Before running, first create a build of the application. This can be done with the make build command (or make all to run the unit tests befgore the build).
The resulting binary can be found in the bin/ directory and can be run like: bin/golang-helloworld.
It supports a command line flag, which specifies which port the server should listen on: bin/golang-helloworld --port 5000 (the default value is 8080). This can be overridden by the PORT environment variable.
The app can be also run as a container, for example with Docker.
The latest version of the image can be found at: ghcr.io/krisztiansala/golang-helloworld:main.
To start a container, run: docker run ghcr.io/krisztiansala/golang-helloworld:main -p 8080:8080.
There are two ways to deploy the application to an existing Kubernetes cluster.
make deploy will create the Kubernetes objects defined in the k8s folder, while make helm_deploy will install the Helm chart from the helm directory with the default values.
The created resources can be removed with the make delete and make helm_uninstall commands respectively.
The created service is of type ClusterIP, so not available publicly. That's why the make portforward command has to be run if we wish to access the application locally.
To create a local Kubernetes cluster and deploy the application on it with one command, run make tf_local_apply. This will spin up a new k3d cluster (needs Docker) and installs the Helm chart on it.
Destroy the above created cluster with make tf_local_destroy.
To create a remote Kubernetes cluster for running the application on GCP, use make tf_remote_apply command. Before running it though, make sure to change the project ID in the terraform/gcp/terraform.auto.tfvars file.
We use Autopilot to ease the management tasks of the cluster - this way no node groups have to be defined. Also, you will pay for only the resources that the deployed pods are using and not for the whole node.
Using the above described method, the Terraform state will be stored locally. This is not a good practice, so that's why we can use Terraform Cloud (free for up to 5 team members) to store the state remotely, apply remotely, handle concurrency control, etc.
A new workspace will have to be created where the GOOGLE_CREDENTIALS variable set to a service account JSON key. The service account needs to have the necessary permissions in the project to create and destroy the managed resources. Feel free to make a new role for it with fine grained permission control, but for the purpose of the example, I just gave it owner on the project.
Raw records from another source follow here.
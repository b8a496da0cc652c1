//! Shared configuration types for EdgeCloud services
//!
//! This crate provides the configuration types common to every EdgeCloud
//! process: the HTTP listener address, the deployment environment and the
//! log level, plus small helpers for reading typed environment variables.

mod error;
mod http;

pub use error::{ConfigError, ConfigResult};
pub use http::HttpConfig;

use std::env;

/// Common configuration shared between all services
#[derive(Debug, Clone)]
pub struct CommonConfig {
    /// HTTP listener configuration
    pub http: HttpConfig,

    /// Environment mode (development, staging, production)
    pub environment: Environment,

    /// Log filter directives (from RUST_LOG, then LOG_LEVEL); `None` when neither is set
    pub log_level: Option<String>,
}

/// Application environment mode
#[derive(Debug, Clone, Copy, PartialEq, Eq, Default)]
pub enum Environment {
    #[default]
    Development,
    Staging,
    Production,
}

impl std::str::FromStr for Environment {
    type Err = std::convert::Infallible;

    fn from_str(s: &str) -> Result<Self, Self::Err> {
        Ok(match s.to_lowercase().as_str() {
            "production" | "prod" => Self::Production,
            "staging" | "stage" => Self::Staging,
            _ => Self::Development,
        })
    }
}

impl Environment {
    /// Check if this is a production environment
    pub fn is_production(&self) -> bool {
        matches!(self, Self::Production)
    }

    /// Check if this is a development environment
    pub fn is_development(&self) -> bool {
        matches!(self, Self::Development)
    }
}

impl std::fmt::Display for Environment {
    fn fmt(&self, f: &mut std::fmt::Formatter<'_>) -> std::fmt::Result {
        match self {
            Self::Development => write!(f, "development"),
            Self::Staging => write!(f, "staging"),
            Self::Production => write!(f, "production"),
        }
    }
}

impl CommonConfig {
    /// Load common configuration from environment variables
    pub fn from_env() -> ConfigResult<Self> {
        Ok(Self {
            http: HttpConfig::from_env()?,
            environment: env::var("ENVIRONMENT")
                .unwrap_or_else(|_| "development".to_string())
                .parse()
                .unwrap_or_default(),
            log_level: env::var("RUST_LOG")
                .or_else(|_| env::var("LOG_LEVEL"))
                .ok()
                .filter(|s| !s.trim().is_empty()),
        })
    }
}

impl Default for CommonConfig {
    fn default() -> Self {
        Self {
            http: HttpConfig::default(),
            environment: Environment::default(),
            log_level: None,
        }
    }
}

/// Helper function to get an optional environment variable with a default
pub fn get_env_or_default(name: &str, default: &str) -> String {
    env::var(name).unwrap_or_else(|_| default.to_string())
}

/// Helper function to parse an environment variable into a specific type
pub fn parse_env<T>(name: &str, default: T) -> ConfigResult<T>
where
    T: std::str::FromStr,
    T::Err: std::fmt::Display,
{
    match env::var(name) {
        Ok(val) => val
            .parse()
            .map_err(|e| ConfigError::InvalidValue(name.to_string(), format!("{}", e))),
        Err(_) => Ok(default),
    }
}

/// Parse a boolean flag such as `GRAPHQL_PLAYGROUND`
///
/// Accepts `true/false`, `1/0`, `yes/no` and `on/off` in any case. Unset
/// variables yield `default`.
pub fn parse_flag(name: &str, default: bool) -> ConfigResult<bool> {
    match env::var(name) {
        Ok(val) => match val.trim().to_lowercase().as_str() {
            "true" | "1" | "yes" | "on" => Ok(true),
            "false" | "0" | "no" | "off" => Ok(false),
            other => Err(ConfigError::InvalidValue(
                name.to_string(),
                format!("expected a boolean, got '{}'", other),
            )),
        },
        Err(_) => Ok(default),
    }
}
Integrate the workspace with the github repository and specify the path to the terraform directory gcp folder. With this, for each change in those files and new run will be created on Terraform Cloud and automatically (or manually) applied (based on preference).
There are two workflows in this repository. The deployment workflow will run on all source code changes pushed to the main branch. It will unit test the application, build a docker image from it and deploy the resulted image to the GKE cluster.
The deployment is done through a service account (also created through Terraform), which has admin access over the cluster (feel free to fine tune this as well).
The other workflow will check the formatting and validity of the Terraform code and run a plan on Terraform cloud (for this an API token needs to be set as a secret for the Action). Applying the infrastructure changes do not happen in this pipeline, instead it has to be manually approved in Terraform Cloud.